## TASK PROMPT
Find all lines below containing the string "preset" and return them.

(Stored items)
####################

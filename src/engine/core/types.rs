use super::filters::{AudioFilter, VideoFilterChain};
use serde::{Deserialize, Serialize};
use std::fmt;
use std::path::PathBuf;
use std::str::FromStr;

/// Output codec family; decides video encoder, audio encoder and container
#[derive(Debug, Clone, Copy, PartialEq, Eq, Default, Serialize, Deserialize)]
#[serde(rename_all = "snake_case")]
pub enum Codec {
    /// libvpx-vp9 + libopus in .webm
    #[default]
    Vp9,
    /// libx264 + aac in .mp4
    H264,
}

impl Codec {
    pub fn video_encoder(self) -> &'static str {
        match self {
            Codec::Vp9 => "libvpx-vp9",
            Codec::H264 => "libx264",
        }
    }

    pub fn audio_encoder(self) -> &'static str {
        match self {
            Codec::Vp9 => "libopus",
            Codec::H264 => "aac",
        }
    }

    pub fn container_ext(self) -> &'static str {
        match self {
            Codec::Vp9 => "webm",
            Codec::H264 => "mp4",
        }
    }

    /// Extension for the standalone audio render
    pub fn audio_ext(self) -> &'static str {
        match self {
            Codec::Vp9 => "opus",
            Codec::H264 => "m4a",
        }
    }
}

impl fmt::Display for Codec {
    fn fmt(&self, f: &mut fmt::Formatter<'_>) -> fmt::Result {
        f.write_str(match self {
            Codec::Vp9 => "vp9",
            Codec::H264 => "h264",
        })
    }
}

impl FromStr for Codec {
    type Err = String;

    fn from_str(s: &str) -> Result<Self, Self::Err> {
        match s.to_ascii_lowercase().as_str() {
            "vp9" | "libvpx-vp9" => Ok(Codec::Vp9),
            "h264" | "libx264" => Ok(Codec::H264),
            other => Err(format!("unknown codec '{}' (expected vp9 or h264)", other)),
        }
    }
}

/// libvpx `-deadline`
#[derive(Debug, Clone, Copy, PartialEq, Eq, Default, Serialize, Deserialize)]
#[serde(rename_all = "snake_case")]
pub enum Deadline {
    #[default]
    Good,
    Best,
    Realtime,
}

impl fmt::Display for Deadline {
    fn fmt(&self, f: &mut fmt::Formatter<'_>) -> fmt::Result {
        f.write_str(match self {
            Deadline::Good => "good",
            Deadline::Best => "best",
            Deadline::Realtime => "realtime",
        })
    }
}

impl FromStr for Deadline {
    type Err = String;

    fn from_str(s: &str) -> Result<Self, Self::Err> {
        match s.to_ascii_lowercase().as_str() {
            "good" => Ok(Deadline::Good),
            "best" => Ok(Deadline::Best),
            "realtime" => Ok(Deadline::Realtime),
            other => Err(format!(
                "unknown deadline '{}' (expected good, best or realtime)",
                other
            )),
        }
    }
}

/// Encoder knobs that don't depend on the clip
#[derive(Debug, Clone, Copy, PartialEq, Eq, Default, Serialize, Deserialize)]
pub struct VideoCodecOptions {
    pub codec: Codec,
    pub deadline: Deadline,
    /// Trade quality for speed (`-cpu-used 5` / `-preset fast`)
    pub fast: bool,
    /// Disable VP9 row multithreading
    pub no_row_mt: bool,
}

impl VideoCodecOptions {
    /// Encoder arguments including the target rate
    pub fn args(&self, bitrate_kbps: u32) -> Vec<String> {
        let mut args = vec!["-c:v".to_string(), self.codec.video_encoder().to_string()];
        match self.codec {
            Codec::Vp9 => {
                let deadline = if self.fast {
                    Deadline::Good
                } else {
                    self.deadline
                };
                args.extend(["-deadline".to_string(), deadline.to_string()]);
                if self.fast {
                    args.extend(["-cpu-used".to_string(), "5".to_string()]);
                }
                if !self.no_row_mt {
                    args.extend(["-row-mt".to_string(), "1".to_string()]);
                }
            }
            Codec::H264 => {
                let preset = if self.fast { "fast" } else { "slower" };
                args.extend(["-preset".to_string(), preset.to_string()]);
            }
        }
        args.extend(["-b:v".to_string(), format!("{}k", bitrate_kbps)]);
        args
    }
}

/// Part of the input being encoded
#[derive(Debug, Clone, Copy, PartialEq, Serialize)]
pub struct ClipWindow {
    pub start_s: f64,
    pub duration_s: f64,
    /// Whole input: no `-ss`/`-t` are emitted
    pub full: bool,
}

impl ClipWindow {
    pub fn full(duration_s: f64) -> Self {
        Self {
            start_s: 0.0,
            duration_s,
            full: true,
        }
    }

    pub fn slice(start_s: f64, duration_s: f64) -> Self {
        Self {
            start_s,
            duration_s,
            full: false,
        }
    }
}

/// Channel count forced on audio renders
#[derive(Debug, Clone, Copy, PartialEq, Eq, Default, Serialize)]
pub enum Channels {
    #[default]
    Source,
    Stereo,
    Mono,
}

impl Channels {
    pub fn ac_arg(self) -> Option<&'static str> {
        match self {
            Channels::Source => None,
            Channels::Stereo => Some("2"),
            Channels::Mono => Some("1"),
        }
    }
}

/// Video targets, computed once from the finished audio plan and budget
#[derive(Debug, Clone, PartialEq, Serialize)]
pub struct VideoPlan {
    pub bitrate_kbps: u32,
    /// Max output dimension; `None` keeps the source size
    pub resolution_px: Option<u32>,
    /// Target rate for the fps filter; `None` keeps the source rate
    pub fps: Option<f64>,
    /// Crop filter in source coordinates
    pub crop: Option<String>,
}

/// Audio settings for the final pass
#[derive(Debug, Clone, PartialEq)]
pub struct JobAudio {
    pub bitrate_kbps: u32,
    pub track: Option<u32>,
    pub channels: Channels,
    pub filters: Vec<AudioFilter>,
}

#[derive(Debug, Clone, Copy, PartialEq, Eq, Serialize)]
pub enum Pass {
    /// Rate-control statistics only, output discarded
    First,
    /// Real encode
    Second,
}

impl Pass {
    pub fn number(self) -> u8 {
        match self {
            Pass::First => 1,
            Pass::Second => 2,
        }
    }
}

/// Everything the final two-pass encode needs. Built once per invocation.
#[derive(Debug, Clone)]
pub struct EncodeJob {
    pub input_path: PathBuf,
    pub output_path: PathBuf,
    pub window: ClipWindow,
    pub video: VideoPlan,
    /// `None` encodes without audio
    pub audio: Option<JobAudio>,
    pub codec: VideoCodecOptions,
    pub filters: VideoFilterChain,
    /// Prefix for the encoder's two-pass statistics files
    pub passlog_prefix: PathBuf,
    /// Raw user arguments, split with shell rules before the output path
    pub extra_args: String,
    /// Cap the encode would be verified against
    pub cap_bytes: u64,
}

/// State of one encode pass, folded line by line from ffmpeg's
/// `-progress pipe:1` stream
#[derive(Debug, Default, Clone, Copy, PartialEq)]
pub struct PassProgress {
    /// Output timestamp reached so far
    pub out_time_us: u64,
    pub speed: Option<f64>,
    /// Set by the trailing `progress=end` block
    pub finished: bool,
    /// Length of the clip being encoded, when the caller knows it
    pub planned_s: Option<f64>,
}

impl PassProgress {
    pub fn new() -> Self {
        Self::default()
    }

    pub fn with_planned(self, planned_s: f64) -> Self {
        Self {
            planned_s: Some(planned_s),
            ..self
        }
    }

    /// Fold one `key=value` line. Unknown keys and values ffmpeg reports as
    /// `N/A` leave the state alone.
    pub fn feed(&mut self, line: &str) {
        let Some((key, value)) = line.split_once('=') else {
            return;
        };
        let value = value.trim();
        match key.trim() {
            // older builds only print out_time_ms, which also counts microseconds
            "out_time_us" | "out_time_ms" => {
                self.out_time_us = value.parse().unwrap_or(self.out_time_us);
            }
            "speed" => {
                let rate = value.strip_suffix('x').unwrap_or(value);
                self.speed = rate.trim().parse().ok().or(self.speed);
            }
            "progress" => self.finished = value == "end",
            _ => {}
        }
    }

    pub fn elapsed_s(&self) -> f64 {
        self.out_time_us as f64 / 1_000_000.0
    }

    /// Share of the planned length encoded so far, 0 to 100
    pub fn percent(&self) -> Option<f64> {
        let planned = self.planned_s.filter(|d| *d > 0.0)?;
        if self.finished {
            return Some(100.0);
        }
        Some((self.elapsed_s() / planned * 100.0).min(100.0))
    }
}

####################

## TASK OUTPUT
    /// Trade quality for speed (`-cpu-used 5` / `-preset fast`)
                let preset = if self.fast { "fast" } else { "slower" };
                args.extend(["-preset".to_string(), preset.to_string()]);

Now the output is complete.